AppleInsider may earn an affiliate commission on purchases made through links on our site.
A Cleveland man has credited the Apple Watch with saving his life, after a series of alerts triggered a diagnosis of blood clots in his lungs.
In October, Ken Counihan was informed by his Apple Watch that his breathing was elevated. The wearable device advised that he had gone from an average of 14 breaths per minute to around 18 per minute.
“My wife had me make a phone call to my son and he suggested I go to the outpatient care, get it looked at, which is what I did,” Counihan told News 5 Cleveland. “And they did just an X-ray. And they gave me some meds for bronchitis at the time.”
While he thought that was all, the Apple Watch raised a connected alert, which prompted further testing.
“My blood oxygen – which is normally mid-90s, which is what it is supposed to be, kind of 95 and up – started to get out to the mid-80s,” he explained.
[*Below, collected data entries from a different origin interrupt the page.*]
use std::fmt;
use std::rc::Rc;

use serde::Serialize;
use serde_json::Value;
use typeclient_ui::{MutableState, Node};

use crate::ApplicationError;

/// Status a context starts with.
pub const STATUS_OK: u16 = 200;
/// Status that makes renderers show the context error instead of the controller output.
pub const STATUS_FATAL: u16 = 500;

/// String-keyed record fed into context construction.
pub type StateRecord = serde_json::Map<String, Value>;

/// Serializes `value` into a [`StateRecord`]. Only values that serialize to
/// a JSON object are accepted.
pub fn state_from<T: Serialize + ?Sized>(value: &T) -> Result<StateRecord, ApplicationError> {
    match serde_json::to_value(value)? {
        Value::Object(record) => Ok(record),
        other => Err(ApplicationError::StateNotObject {
            kind: value_kind(&other),
        }),
    }
}

fn value_kind(value: &Value) -> &'static str {
    match value {
        Value::Null => "null",
        Value::Bool(_) => "a boolean",
        Value::Number(_) => "a number",
        Value::String(_) => "a string",
        Value::Array(_) => "an array",
        Value::Object(_) => "an object",
    }
}

/// State handed to the before-context-create hook: either a record or a
/// producer invoked lazily by the hook.
pub enum StateInit {
    Value(StateRecord),
    Producer(Box<dyn FnOnce() -> StateRecord>),
}

impl StateInit {
    pub fn producer(produce: impl FnOnce() -> StateRecord + 'static) -> Self {
        StateInit::Producer(Box::new(produce))
    }

    pub fn resolve(self) -> StateRecord {
        match self {
            StateInit::Value(record) => record,
            StateInit::Producer(produce) => produce(),
        }
    }
}

impl Default for StateInit {
    fn default() -> Self {
        StateInit::Value(StateRecord::new())
    }
}

impl From<StateRecord> for StateInit {
    fn from(record: StateRecord) -> Self {
        StateInit::Value(record)
    }
}

impl fmt::Debug for StateInit {
    fn fmt(&self, f: &mut fmt::Formatter<'_>) -> fmt::Result {
        match self {
            StateInit::Value(record) => f.debug_tuple("Value").field(record).finish(),
            StateInit::Producer(_) => f.write_str("Producer(..)"),
        }
    }
}

struct ContextInner {
    id: u64,
    controller: String,
    key: String,
    status: MutableState<u16>,
    error: MutableState<Option<Node>>,
    state: MutableState<StateRecord>,
}

/// Request-scoped value owned by the application runtime. `status`, `error`
/// and `state` are reactive cells; renderers that read them re-render when
/// they change.
#[derive(Clone)]
pub struct Context {
    inner: Rc<ContextInner>,
}

impl Context {
    pub fn new(
        id: u64,
        controller: impl Into<String>,
        key: impl Into<String>,
        state: StateRecord,
    ) -> Self {
        Self {
            inner: Rc::new(ContextInner {
                id,
                controller: controller.into(),
                key: key.into(),
                status: MutableState::new(STATUS_OK),
                error: MutableState::new(None),
                state: MutableState::new(state),
            }),
        }
    }

    pub fn id(&self) -> u64 {
        self.inner.id
    }

    /// Name of the controller class this context was created for.
    pub fn controller(&self) -> &str {
        &self.inner.controller
    }

    /// Render method key this context was created for.
    pub fn key(&self) -> &str {
        &self.inner.key
    }

    pub fn status(&self) -> &MutableState<u16> {
        &self.inner.status
    }

    pub fn error(&self) -> &MutableState<Option<Node>> {
        &self.inner.error
    }

    pub fn state(&self) -> &MutableState<StateRecord> {
        &self.inner.state
    }

    /// Records `error` and switches to `status`. The error is written first
    /// so a renderer never observes the fatal status without its error.
    pub fn fail(&self, status: u16, error: impl Into<Node>) {
        self.inner.error.set(Some(error.into()));
        self.inner.status.set(status);
    }

    pub fn recover(&self) {
        self.inner.status.set(STATUS_OK);
        self.inner.error.set(None);
    }

    pub fn is_fatal(&self) -> bool {
        self.inner.status.value() == STATUS_FATAL
    }

    pub fn ptr_eq(&self, other: &Self) -> bool {
        Rc::ptr_eq(&self.inner, &other.inner)
    }
}

impl PartialEq for Context {
    fn eq(&self, other: &Self) -> bool {
        self.ptr_eq(other)
    }
}

impl fmt::Debug for Context {
    fn fmt(&self, f: &mut fmt::Formatter<'_>) -> fmt::Result {
        f.debug_struct("Context")
            .field("id", &self.inner.id)
            .field("controller", &self.inner.controller)
            .field("key", &self.inner.key)
            .field("status", &self.inner.status)
            .finish()
    }
}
The late-night alert didn’t worry the man, but under the urging of his concerned family, he went to ER once again.
Using figures he had gathered from the Apple Watch, doctors ordered more scans and discovered blood clots in his lungs. His doctor advised that, had he not sought help, approximately 60% of people at that stage may not have survived the night.
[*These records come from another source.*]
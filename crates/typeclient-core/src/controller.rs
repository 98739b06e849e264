//! Controller classes and their render-method capability tables.
//!
//! A [`ControllerClass`] is the identity the render bridge caches against.
//! Its render methods are registered up front through
//! [`ControllerClassBuilder::render`], so a route naming an unknown method is
//! rejected when the route is declared rather than when it first renders.

use std::any::{type_name, Any, TypeId};
use std::fmt;
use std::marker::PhantomData;
use std::rc::Rc;

use indexmap::IndexMap;
use typeclient_ui::Node;

use crate::metadata::MetaStore;
use crate::{ApplicationError, Context};

/// Render method bound to one controller instance.
pub type BoundMethod = Rc<dyn Fn(&Context) -> Node>;

type ErasedMethod = Rc<dyn Fn(Rc<dyn Any>) -> Option<BoundMethod>>;

#[derive(Default)]
pub struct RenderMethods {
    methods: IndexMap<String, ErasedMethod>,
}

impl RenderMethods {
    pub fn contains(&self, key: &str) -> bool {
        self.methods.contains_key(key)
    }

    pub fn keys(&self) -> impl Iterator<Item = &str> + '_ {
        self.methods.keys().map(String::as_str)
    }

    pub fn is_empty(&self) -> bool {
        self.methods.is_empty()
    }

    fn get(&self, key: &str) -> Option<&ErasedMethod> {
        self.methods.get(key)
    }
}

impl fmt::Debug for RenderMethods {
    fn fmt(&self, f: &mut fmt::Formatter<'_>) -> fmt::Result {
        f.debug_list().entries(self.methods.keys()).finish()
    }
}

pub struct ControllerClass {
    name: String,
    type_id: TypeId,
    type_name: &'static str,
    methods: RenderMethods,
    metadata: Rc<MetaStore>,
}

impl ControllerClass {
    pub fn builder<T: 'static>(name: impl Into<String>) -> ControllerClassBuilder<T> {
        ControllerClassBuilder {
            name: name.into(),
            methods: IndexMap::new(),
            metadata: MetaStore::new(),
            duplicate: None,
            _marker: PhantomData,
        }
    }

    pub fn name(&self) -> &str {
        &self.name
    }

    pub fn methods(&self) -> &RenderMethods {
        &self.methods
    }

    pub fn has_method(&self, key: &str) -> bool {
        self.methods.contains(key)
    }

    pub fn metadata(&self) -> &Rc<MetaStore> {
        &self.metadata
    }

    /// Wraps `value` as an instance of this class.
    pub fn instantiate<T: 'static>(
        self: &Rc<Self>,
        value: T,
    ) -> Result<Controller, ApplicationError> {
        if TypeId::of::<T>() != self.type_id {
            return Err(ApplicationError::InstanceMismatch {
                class: self.name.clone(),
                expected: self.type_name,
            });
        }
        Ok(Controller {
            class: Rc::clone(self),
            instance: Rc::new(value),
        })
    }
}

impl fmt::Debug for ControllerClass {
    fn fmt(&self, f: &mut fmt::Formatter<'_>) -> fmt::Result {
        f.debug_struct("ControllerClass")
            .field("name", &self.name)
            .field("type", &self.type_name)
            .field("methods", &self.methods)
            .field("metadata", &self.metadata)
            .finish()
    }
}

pub struct ControllerClassBuilder<T> {
    name: String,
    methods: IndexMap<String, ErasedMethod>,
    metadata: MetaStore,
    duplicate: Option<String>,
    _marker: PhantomData<fn() -> T>,
}

impl<T: 'static> ControllerClassBuilder<T> {
    pub fn render(
        mut self,
        key: impl Into<String>,
        method: impl Fn(&T, &Context) -> Node + 'static,
    ) -> Self {
        let key = key.into();
        let method = Rc::new(method);
        let erased: ErasedMethod = Rc::new(move |instance: Rc<dyn Any>| {
            let instance = instance.downcast::<T>().ok()?;
            let method = Rc::clone(&method);
            let bound: BoundMethod = Rc::new(move |ctx: &Context| method(&*instance, ctx));
            Some(bound)
        });
        if self.methods.insert(key.clone(), erased).is_some() && self.duplicate.is_none() {
            self.duplicate = Some(key);
        }
        self
    }

    pub fn meta<V: 'static>(mut self, key: &'static str, value: V) -> Self {
        self.metadata.set(key, value);
        self
    }

    pub fn build(self) -> Result<Rc<ControllerClass>, ApplicationError> {
        if let Some(key) = self.duplicate {
            return Err(ApplicationError::DuplicateMethod {
                class: self.name,
                key,
            });
        }
        Ok(Rc::new(ControllerClass {
            name: self.name,
            type_id: TypeId::of::<T>(),
            type_name: type_name::<T>(),
            methods: RenderMethods {
                methods: self.methods,
            },
            metadata: Rc::new(self.metadata),
        }))
    }
}

/// Controller instance together with the class it was created from.
#[derive(Clone)]
pub struct Controller {
    class: Rc<ControllerClass>,
    instance: Rc<dyn Any>,
}

impl Controller {
    pub fn class(&self) -> &Rc<ControllerClass> {
        &self.class
    }

    pub fn name(&self) -> &str {
        self.class.name()
    }

    /// Binds the render method `key` to this instance.
    pub fn bind(&self, key: &str) -> Result<BoundMethod, ApplicationError> {
        let method = self
            .class
            .methods
            .get(key)
            .ok_or_else(|| ApplicationError::MissingMethod {
                class: self.class.name.clone(),
                key: key.to_string(),
            })?;
        method(Rc::clone(&self.instance)).ok_or_else(|| ApplicationError::InstanceMismatch {
            class: self.class.name.clone(),
            expected: self.class.type_name,
        })
    }
}

impl fmt::Debug for Controller {
    fn fmt(&self, f: &mut fmt::Formatter<'_>) -> fmt::Result {
        f.debug_struct("Controller")
            .field("class", &self.class.name)
            .finish()
    }
}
Now on blood thinners, Counihan is happy and thankful that the Apple Watch pointed him in the right direction. While the Apple Watch cannot directly diagnose medical issues, it seems the various alerts and metrics it compiles about a user was enough to point doctors in the right direction.
“I’ve got friends that have gone out and bought an Apple Watch as a result,” he told the report. “I just had dinner with a friend the other night and he’s looking to get an Apple Watch now as well. It saved my life. It’s amazing.”
The Apple Watch has repeatedly been cited as a catalyst for life-saving assistance since its release. Earlier in March, it helped a British author discover an undiagnosed heart problem, while the Crash Detection feature helped medics reach a vehicle involved in a car crash in Germany, after it had been thrown 60 feet below the road.